Три корабля Инсектов пылали. «Фалангер» Урмана, давя и расталкивая обломки вражеских машин, вырвался на относительный простор технической площадки, за которой начинался последний, ведущий вниз отрезок спиральной дороги.

Смерть повсюду.

По противоположной, расположенной чуть выше дуге серпантина, двигалось свежее серв-соединение.

«Одиночки» покидали укрепления, открывая себе сектора обстрела. Вражеских машин становилось все больше, системы защиты уже не справлялись с количеством направленных в ее «Хоплита» запусков.

«Какими они были, люди, создавшие меня на излете той страшной войны?

О чем они мечтали? Как поступили бы?

Мне уже не открыть сокровенных тайн. Но те люди действовали бы иначе. Они слишком много потеряли на войне, чтобы продолжать это безумие».

Ее «Хоплит», припадая на поврежденный ступоход, упрямо продвигался среди разрывов, прикрывая ведущего.

Два «Фалангера», двигавшиеся выше, по другую сторону раскопа, поймали ее машину в прицел.

Тонко взвыл сигнал, предупреждающий об опасности, Катя отреагировала мгновенно, но поврежденные приводы уже не успевали исполнить команду.

Все…

Через доли секунд снаряды разорвут рубку, превратят ее в месиво металла, пластика, плоти.

Катя не успела зажмуриться.

Страх неизбежности поглотил ее разум, заставил оцепенеть, и вдруг, за секунду до смерти, она увидела изуродованную машину Тернова.

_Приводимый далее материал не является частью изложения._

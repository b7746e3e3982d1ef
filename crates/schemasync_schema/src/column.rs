//! Column definitions and the closed set of column types.

use crate::error::SchemaError;
use serde::{de, Deserialize, Deserializer, Serialize, Serializer};
use std::fmt;
use std::str::FromStr;

/// The type of a column.
///
/// The string form is the only external representation; unknown tokens are
/// rejected instead of mapped to a default.
#[derive(Debug, Clone, Copy, PartialEq, Eq, Hash)]
pub enum ColumnType {
    /// Short string (up to 255 characters).
    String,
    /// Boolean.
    Bool,
    /// Nested object with its own columns.
    Object,
    /// Array of strings.
    Multiple,
    /// Long text.
    Text,
    /// Email address.
    Email,
    /// Reference to a record of another table, by id.
    Link,
    /// 64-bit integer.
    Int,
    /// Double precision float.
    Float,
}

impl ColumnType {
    /// All column types, in declaration order.
    pub const ALL: [ColumnType; 9] = [
        ColumnType::String,
        ColumnType::Bool,
        ColumnType::Object,
        ColumnType::Multiple,
        ColumnType::Text,
        ColumnType::Email,
        ColumnType::Link,
        ColumnType::Int,
        ColumnType::Float,
    ];

    /// Returns the wire name of the type.
    pub fn as_str(&self) -> &'static str {
        match self {
            ColumnType::String => "string",
            ColumnType::Bool => "bool",
            ColumnType::Object => "object",
            ColumnType::Multiple => "multiple",
            ColumnType::Text => "text",
            ColumnType::Email => "email",
            ColumnType::Link => "link",
            ColumnType::Int => "int",
            ColumnType::Float => "float",
        }
    }
}

impl fmt::Display for ColumnType {
    fn fmt(&self, f: &mut fmt::Formatter<'_>) -> fmt::Result {
        f.write_str(self.as_str())
    }
}

impl FromStr for ColumnType {
    type Err = SchemaError;

    fn from_str(s: &str) -> Result<Self, Self::Err> {
        ColumnType::ALL
            .into_iter()
            .find(|t| t.as_str() == s)
            .ok_or_else(|| SchemaError::InvalidColumnType(s.to_string()))
    }
}

impl Serialize for ColumnType {
    fn serialize<S: Serializer>(&self, serializer: S) -> Result<S::Ok, S::Error> {
        serializer.serialize_str(self.as_str())
    }
}

impl<'de> Deserialize<'de> for ColumnType {
    fn deserialize<D: Deserializer<'de>>(deserializer: D) -> Result<Self, D::Error> {
        let raw = String::deserialize(deserializer)?;
        raw.parse().map_err(de::Error::custom)
    }
}

/// Target of a link column.
#[derive(Debug, Clone, PartialEq, Eq, Serialize, Deserialize)]
#[serde(rename_all = "camelCase")]
pub struct ColumnLink {
    /// Referenced table.
    pub table: String,
    /// Columns of the referenced table merged into query results.
    #[serde(default, skip_serializing_if = "Vec::is_empty")]
    pub lookup_fields: Vec<String>,
}

/// A column of a table, or of an object column.
#[derive(Debug, Clone, PartialEq, Serialize, Deserialize)]
pub struct Column {
    /// Column name.
    pub name: String,
    /// Column type.
    #[serde(rename = "type")]
    pub column_type: ColumnType,
    /// Nested columns; only used by object columns.
    #[serde(default, skip_serializing_if = "Vec::is_empty")]
    pub columns: Vec<Column>,
    /// Link target; only used by link columns.
    #[serde(default, skip_serializing_if = "Option::is_none")]
    pub link: Option<ColumnLink>,
    /// Whether a value is required.
    #[serde(default, skip_serializing_if = "is_false")]
    pub required: bool,
    /// Whether values must be unique.
    #[serde(default, skip_serializing_if = "is_false")]
    pub unique: bool,
    /// Free-form description.
    #[serde(default, skip_serializing_if = "String::is_empty")]
    pub description: String,
}

fn is_false(value: &bool) -> bool {
    !*value
}

impl Column {
    /// Creates a plain column of the given type.
    pub fn new(name: impl Into<String>, column_type: ColumnType) -> Self {
        Self {
            name: name.into(),
            column_type,
            columns: Vec::new(),
            link: None,
            required: false,
            unique: false,
            description: String::new(),
        }
    }

    /// Creates an object column holding `columns`.
    pub fn object(name: impl Into<String>, columns: Vec<Column>) -> Self {
        Self {
            columns,
            ..Self::new(name, ColumnType::Object)
        }
    }

    /// Creates a link column referencing `table`.
    pub fn link(name: impl Into<String>, table: impl Into<String>) -> Self {
        Self {
            link: Some(ColumnLink {
                table: table.into(),
                lookup_fields: Vec::new(),
            }),
            ..Self::new(name, ColumnType::Link)
        }
    }

    /// Marks the column as required.
    pub fn required(mut self) -> Self {
        self.required = true;
        self
    }

    /// Marks the column as unique.
    pub fn unique(mut self) -> Self {
        self.unique = true;
        self
    }

    /// Sets the description.
    pub fn with_description(mut self, description: impl Into<String>) -> Self {
        self.description = description.into();
        self
    }

    /// Returns true for link columns.
    pub fn is_link(&self) -> bool {
        self.column_type == ColumnType::Link
    }

    /// Returns true for object columns.
    pub fn is_object(&self) -> bool {
        self.column_type == ColumnType::Object
    }
}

– Держись! – сиплый голос прорвался сквозь помехи. «Фалангер» Ильи наклонил рубку, заслонил собой ее «Хоплита», принимая смертельный удар на толстый лобовой скат брони.

Мир потонул в огне.

– Катапультируйся! – Катя кричала, но с ее побелевших губ не сорвалось ни звука, крик шел изнутри, в нем сконцентрировалось все непрожитое, все ошибочные суждения, все несбывшиеся надежды, все, что она потеряла в этот миг: ведь он заслонил ее, жертвуя собой!..

* * *

– А ты повзрослел, сынок!..

Лязг рвущегося металла, надсадный вой поврежденных сервоприводов, языки пламени и клубы едкого дыма, прорвавшиеся в рубку «Фалангера», помутнение сознания, рев сигналов тревоги, индикаторы экстренного отстрела грозящих взорваться хранилищ боекомплекта – все это промелькнуло вмиг, нахлынуло и ушло, остался лишь вкус крови на губах, саднящая боль да голос – порождение предсмертного бреда.

– Отец?! – его обескровленные, побелевшие губы едва шевельнулись. – Прости. Не успел…

Перед глазами наслаивались друг на друга две гаснущие реальности.

– Мы сделали все, что могли…

Корабли Инсектов пылали. «Хоплит» Кати неуверенно возобновил движение.

На том месте, где перед началом боя стоял «Отделившийся», зияла воронка.

«Нибелунг», стартовавший со дна котловины, поднимался ввысь. Огонь противника стал слабее, мощный корпус штурмового носителя блокировал сектора обстрела, но все было кончено, – Илья понимал, что умирает, а через несколько секунд залп бортовых орудий «Нибелунга» поставит точку в скоротечных, драматичных событиях.

Время замерло.

На фоне огненных всплесков, тугих черных смерчей проявился зыбкий, почти нереальный образ.

Отец выглядел изможденным, исхудавшим, кожа да кости, иначе не скажешь.

Они смотрели в глаза друг другу.

– Держись, сын, – голос Ральфа звучал отдаленно, надтреснуто. – Мне уже не выбраться из их кокона, но ты все сделал правильно. Дал мне шанс вырваться из-под их контроля. Я знал, что ты рано или поздно станешь искать меня. Надеялся. Ждал. Держись, не умирай. Я же держался. И ты сможешь… – его образ вдруг начал таять, языки пламени вновь обрели динамику взрывов. Изуродованный «Фалангер» Тернова начало опрокидывать ударной волной, но серв-машина не рухнула, лишь с лязгом ударилась рубкой о стену раскопа и замерла, истекая дымом, уже не способная продолжать бой.